▶ [Source information]:
//! Version vectors keyed by short device ids

use serde::{Deserialize, Serialize};

use crate::device_id::ShortId;

/// One device's counter within a version vector.
#[derive(Debug, Clone, Copy, PartialEq, Eq, Serialize, Deserialize)]
pub struct Counter {
    pub id: ShortId,
    pub value: u64,
}

/// Outcome of comparing two version vectors.
#[derive(Debug, Clone, Copy, PartialEq, Eq)]
pub enum Ordering {
    Equal,
    Greater,
    Lesser,
    Concurrent,
}

/// A version vector: a sparse map from short device id to a monotonic
/// counter, kept sorted by id.
#[derive(Debug, Clone, Default, PartialEq, Eq, Serialize, Deserialize)]
pub struct Vector {
    counters: Vec<Counter>,
}

impl Vector {
    #[must_use]
    pub fn new() -> Self {
        Self::default()
    }

    /// Build from raw counters (test fixtures, decoding). Sorts by id.
    #[must_use]
    pub fn from_counters(mut counters: Vec<Counter>) -> Self {
        counters.sort_by_key(|c| c.id);
        Self { counters }
    }

    #[must_use]
    pub fn counters(&self) -> &[Counter] {
        &self.counters
    }

    #[must_use]
    pub fn is_empty(&self) -> bool {
        self.counters.is_empty()
    }

    /// Bump the counter for `id`, inserting it at 1 if absent. Returns the
    /// new counter value.
    pub fn update(&mut self, id: ShortId) -> u64 {
        match self.counters.binary_search_by_key(&id, |c| c.id) {
            Ok(i) => {
                self.counters[i].value += 1;
                self.counters[i].value
            }
            Err(i) => {
                self.counters.insert(i, Counter { id, value: 1 });
                1
            }
        }
    }

    /// The counter value recorded for `id`, or zero.
    #[must_use]
    pub fn counter(&self, id: ShortId) -> u64 {
        match self.counters.binary_search_by_key(&id, |c| c.id) {
            Ok(i) => self.counters[i].value,
            Err(_) => 0,
        }
    }

    /// Pairwise max of both vectors.
    #[must_use]
    pub fn merge(&self, other: &Self) -> Self {
        let mut merged = self.clone();
        for c in &other.counters {
            match merged.counters.binary_search_by_key(&c.id, |m| m.id) {
                Ok(i) => merged.counters[i].value = merged.counters[i].value.max(c.value),
                Err(i) => merged.counters.insert(i, *c),
            }
        }
        merged
    }

    /// Three-way comparison under the partial order of version vectors.
    #[must_use]
    pub fn compare(&self, other: &Self) -> Ordering {
        let mut self_bigger = false;
        let mut other_bigger = false;

        let mut a = self.counters.iter().peekable();
        let mut b = other.counters.iter().peekable();

        loop {
            match (a.peek(), b.peek()) {
                (None, None) => break,
                (Some(_), None) => {
                    self_bigger = true;
                    break;
                }
                (None, Some(_)) => {
                    other_bigger = true;
                    break;
                }
                (Some(ca), Some(cb)) => {
                    if ca.id == cb.id {
                        match ca.value.cmp(&cb.value) {
                            std::cmp::Ordering::Greater => self_bigger = true,
                            std::cmp::Ordering::Less => other_bigger = true,
                            std::cmp::Ordering::Equal => {}
                        }
                        a.next();
                        b.next();
                    } else if ca.id < cb.id {
                        // Counter present on our side only.
                        self_bigger = true;
                        a.next();
                    } else {
                        other_bigger = true;
                        b.next();
                    }
                }
            }
            if self_bigger && other_bigger {
                return Ordering::Concurrent;
            }
        }

        match (self_bigger, other_bigger) {
            (false, false) => Ordering::Equal,
            (true, false) => Ordering::Greater,
            (false, true) => Ordering::Lesser,
            (true, true) => Ordering::Concurrent,
        }
    }

}

#[cfg(test)]
mod tests {
    use super::*;

    fn v(pairs: &[(u64, u64)]) -> Vector {
        Vector::from_counters(
            pairs
                .iter()
                .map(|&(id, value)| Counter {
                    id: ShortId(id),
                    value,
                })
                .collect(),
        )
    }

    #[test]
    fn test_compare_equal_reflexive() {
        let a = v(&[(1, 2), (2, 3)]);
        assert_eq!(a.compare(&a), Ordering::Equal);
        assert_eq!(Vector::new().compare(&Vector::new()), Ordering::Equal);
    }

    #[test]
    fn test_update_dominates() {
        let a = v(&[(1, 1)]);
        let mut b = a.clone();
        b.update(ShortId(1));
        assert_eq!(b.compare(&a), Ordering::Greater);
        assert_eq!(a.compare(&b), Ordering::Lesser);

        let mut c = a.clone();
        c.update(ShortId(7));
        assert_eq!(c.compare(&a), Ordering::Greater);
    }

    #[test]
    fn test_concurrent() {
        let a = v(&[(1, 2), (2, 1)]);
        let b = v(&[(1, 1), (2, 2)]);
        assert_eq!(a.compare(&b), Ordering::Concurrent);
        assert_eq!(b.compare(&a), Ordering::Concurrent);
    }

    #[test]
    fn test_disjoint_ids_concurrent() {
        let a = v(&[(1, 1)]);
        let b = v(&[(2, 1)]);
        assert_eq!(a.compare(&b), Ordering::Concurrent);
    }

    #[test]
    fn test_merge_pairwise_max() {
        let a = v(&[(1, 2), (2, 1)]);
        let b = v(&[(1, 1), (2, 3), (3, 1)]);
        let m = a.merge(&b);
        assert_eq!(m, v(&[(1, 2), (2, 3), (3, 1)]));
        assert!(matches!(m.compare(&a), Ordering::Greater | Ordering::Equal));
        assert!(matches!(m.compare(&b), Ordering::Greater | Ordering::Equal));
    }

    #[test]
    fn test_empty_lesser_than_any() {
        let a = v(&[(1, 1)]);
        assert_eq!(Vector::new().compare(&a), Ordering::Lesser);
        assert_eq!(a.compare(&Vector::new()), Ordering::Greater);
    }

    #[test]
    fn test_update_returns_new_value() {
        let mut a = Vector::new();
        assert_eq!(a.update(ShortId(5)), 1);
        assert_eq!(a.update(ShortId(5)), 2);
        assert_eq!(a.counter(ShortId(5)), 2);
        assert_eq!(a.counter(ShortId(6)), 0);
    }
}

▶ [Goal of the exercise]: Find the word "Serialize" in the records and pull out each line that has it.

▶ [Answer space]:
use serde::{Deserialize, Serialize};
#[derive(Debug, Clone, Copy, PartialEq, Eq, Serialize, Deserialize)]
#[derive(Debug, Clone, Default, PartialEq, Eq, Serialize, Deserialize)]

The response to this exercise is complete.